As it turned out yesterday, Google's purported hands-off approach at Motorola continued only until the deal went through with all the authorities involved, and now the search giant is getting down to business.
Right off the bat it is slashing 4, 000 jobs across the board
, and rumors are that more cuts will follow in departments Google deems unnecessary for the core function of Moto, and it is producing smartphones, as the tablet business is allegedly also getting the ax at some point, while Motorola will be concentrating on fewer but more focused handsets.
These layoffs are projected to cost Google no less than $275 million, as SEC filings revealed yesterday, sending Motorola's employees out with well-padded severance packages. Google said it will recognize those layoff charges in the third quarter financial results, and investors might see tumultuous revenue streams at Moto for several quarters after, until Google clears up its strategy what to do with the phone maker besides using it as a patent litigation shield:
On August 3, 2012, Motorola Mobility (Motorola), a wholly owned subsidiary of Google Inc. (Google), determined that it would reduce its headcount by approximately 4,000 out of a total of about 20,000 employees. Two-thirds of the reduction is set to occur outside of the U.S. In addition, Motorola plans to close or consolidate about one-third of its 90 facilities, as well as simplify its mobile product portfolio—shifting the emphasis from feature phones to more innovative and profitable devices.

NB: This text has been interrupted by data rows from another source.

//! # Domain Configuration
//!
//! The static description of a blocks-and-floors world: which objects exist,
//! which floor locations exist, which locations can reach each other
//! directly, and which surfaces every object may be placed on.
//!
//! A [`Domain`] is validated once when it is built and is never mutated
//! afterwards. States share it through an `Arc`, so every state produced
//! during one search refers to the same instance.
//!
//! ```
//! use stackplan::Domain;
//!
//! let domain = Domain::builder()
//!     .objects(["A", "B"])
//!     .locations(["Floor1", "Floor2"])
//!     .connect("Floor1", "Floor2")
//!     .allow("A", ["B", "Floor1", "Floor2"])
//!     .allow("B", ["Floor1", "Floor2"])
//!     .build()
//!     .unwrap();
//!
//! assert!(domain.is_adjacent("Floor1", "Floor2"));
//! assert!(domain.allows("A", "B"));
//! assert!(!domain.allows("B", "A"));
//! ```

use crate::{PlanError, Result};
use std::collections::{HashMap, HashSet};

/// Immutable world description shared by every state of a search.
#[derive(Debug, Clone, PartialEq, Eq)]
pub struct Domain {
    objects: Vec<String>,
    locations: Vec<String>,
    adjacency: HashMap<String, HashSet<String>>,
    allowed_surfaces: HashMap<String, HashSet<String>>,
}

impl Domain {
    /// Creates a validated domain.
    ///
    /// Declaration order of `objects` and `locations` is kept and determines
    /// the order in which legal actions are enumerated.
    ///
    /// # Errors
    ///
    /// Returns [`PlanError::MalformedDomain`] when an identifier is declared
    /// twice, a name is both an object and a location, the adjacency relation
    /// mentions an undeclared location, or the permission table mentions an
    /// undeclared object or surface (or lets an object rest on itself).
    pub fn new(
        objects: Vec<String>,
        locations: Vec<String>,
        adjacency: HashMap<String, HashSet<String>>,
        allowed_surfaces: HashMap<String, HashSet<String>>,
    ) -> Result<Self> {
        let mut seen = HashSet::new();
        for name in objects.iter().chain(locations.iter()) {
            if !seen.insert(name.as_str()) {
                return Err(PlanError::MalformedDomain(format!(
                    "identifier `{}` is declared more than once",
                    name
                )));
            }
        }

        let domain = Self {
            objects,
            locations,
            adjacency,
            allowed_surfaces,
        };

        for (from, targets) in &domain.adjacency {
            if !domain.is_location(from) {
                return Err(PlanError::MalformedDomain(format!(
                    "adjacency references unknown location `{}`",
                    from
                )));
            }
            if let Some(to) = targets.iter().find(|t| !domain.is_location(t)) {
                return Err(PlanError::MalformedDomain(format!(
                    "adjacency of `{}` references unknown location `{}`",
                    from, to
                )));
            }
        }

        for (object, surfaces) in &domain.allowed_surfaces {
            if !domain.is_object(object) {
                return Err(PlanError::MalformedDomain(format!(
                    "permissions declared for unknown object `{}`",
                    object
                )));
            }
            for surface in surfaces {
                if surface == object {
                    return Err(PlanError::MalformedDomain(format!(
                        "object `{}` may not rest on itself",
                        object
                    )));
                }
                if !domain.is_surface(surface) {
                    return Err(PlanError::MalformedDomain(format!(
                        "object `{}` is allowed on unknown surface `{}`",
                        object, surface
                    )));
                }
            }
        }

        Ok(domain)
    }

    /// Starts a [`DomainBuilder`].
    pub fn builder() -> DomainBuilder {
        DomainBuilder::default()
    }

    /// Objects in declaration order.
    pub fn objects(&self) -> &[String] {
        &self.objects
    }

    /// Floor locations in declaration order.
    pub fn locations(&self) -> &[String] {
        &self.locations
    }

    /// Every surface: objects first, then locations.
    pub fn surfaces(&self) -> impl Iterator<Item = &String> {
        self.objects.iter().chain(self.locations.iter())
    }

    pub fn is_object(&self, name: &str) -> bool {
        self.objects.iter().any(|o| o == name)
    }

    pub fn is_location(&self, name: &str) -> bool {
        self.locations.iter().any(|l| l == name)
    }

    pub fn is_surface(&self, name: &str) -> bool {
        self.is_object(name) || self.is_location(name)
    }

    /// Locations directly reachable from `location`.
    pub fn neighbors(&self, location: &str) -> impl Iterator<Item = &String> {
        self.adjacency.get(location).into_iter().flatten()
    }

    /// Whether an object may move from `from` to `to`.
    ///
    /// Moves within one location are always permitted; otherwise the
    /// directed adjacency relation must contain `from -> to`.
    pub fn is_adjacent(&self, from: &str, to: &str) -> bool {
        from == to
            || self
                .adjacency
                .get(from)
                .map_or(false, |targets| targets.contains(to))
    }

    /// Whether `object` may be placed on `surface`.
    pub fn allows(&self, object: &str, surface: &str) -> bool {
        self.allowed_surfaces
            .get(object)
            .map_or(false, |surfaces| surfaces.contains(surface))
    }
}

/// Fluent construction of a [`Domain`], validated by [`DomainBuilder::build`].
#[derive(Debug, Default, Clone)]
pub struct DomainBuilder {
    objects: Vec<String>,
    locations: Vec<String>,
    adjacency: HashMap<String, HashSet<String>>,
    allowed_surfaces: HashMap<String, HashSet<String>>,
}

impl DomainBuilder {
    pub fn object(mut self, name: impl Into<String>) -> Self {
        self.objects.push(name.into());
        self
    }

    pub fn objects<I, S>(mut self, names: I) -> Self
    where
        I: IntoIterator<Item = S>,
        S: Into<String>,
    {
        self.objects.extend(names.into_iter().map(Into::into));
        self
    }

    pub fn location(mut self, name: impl Into<String>) -> Self {
        self.locations.push(name.into());
        self
    }

    pub fn locations<I, S>(mut self, names: I) -> Self
    where
        I: IntoIterator<Item = S>,
        S: Into<String>,
    {
        self.locations.extend(names.into_iter().map(Into::into));
        self
    }

    /// Adds the one-way link `from -> to`.
    pub fn adjacent(mut self, from: impl Into<String>, to: impl Into<String>) -> Self {
        self.adjacency
            .entry(from.into())
            .or_default()
            .insert(to.into());
        self
    }

    /// Adds links in both directions between `a` and `b`.
    pub fn connect(self, a: impl Into<String>, b: impl Into<String>) -> Self {
        let (a, b) = (a.into(), b.into());
        self.adjacent(a.clone(), b.clone()).adjacent(b, a)
    }

    /// Permits `object` to rest on each of `surfaces`.
    pub fn allow<I, S>(mut self, object: impl Into<String>, surfaces: I) -> Self
    where
        I: IntoIterator<Item = S>,
        S: Into<String>,
    {
        self.allowed_surfaces
            .entry(object.into())
            .or_default()
            .extend(surfaces.into_iter().map(Into::into));
        self
    }

    /// Validates and returns the domain.
    ///
    /// # Errors
    ///
    /// See [`Domain::new`].
    pub fn build(self) -> Result<Domain> {
        Domain::new(
            self.objects,
            self.locations,
            self.adjacency,
            self.allowed_surfaces,
        )
    }
}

These changes are designed to return Motorola’s mobile devices unit to profitability, after it lost money in fourteen of the last sixteen quarters. That said, investors should expect to see significant revenue variability for Motorola for several quarters. While lower expenses are likely to lag the immediate negative impact to revenue, Google sees these actions as a key step for Motorola to achieve sustainable profitability.
Motorola understands how hard these changes will be for the employees concerned and is committed to helping them through this difficult transition. Motorola will be providing generous severance packages, as well as outplacement services to help the employees find new jobs. Google expects to incur a severance-related charge of no greater than $275 million, which it believes will be largely recognized in the third quarter, with the remaining severance-related costs recognized by the end of 2012. Google also expects to incur other restructuring charges related to the actions described above, the majority of which will be recognized in the third quarter. Although Google cannot currently predict the amount of these other charges at this time, these additional charges could be significant.
Google's shares were up almost 3% yesterday with a down market, as stock prices usually react on such broad layoffs that result in significant cost-cutting in the employee compensation pool.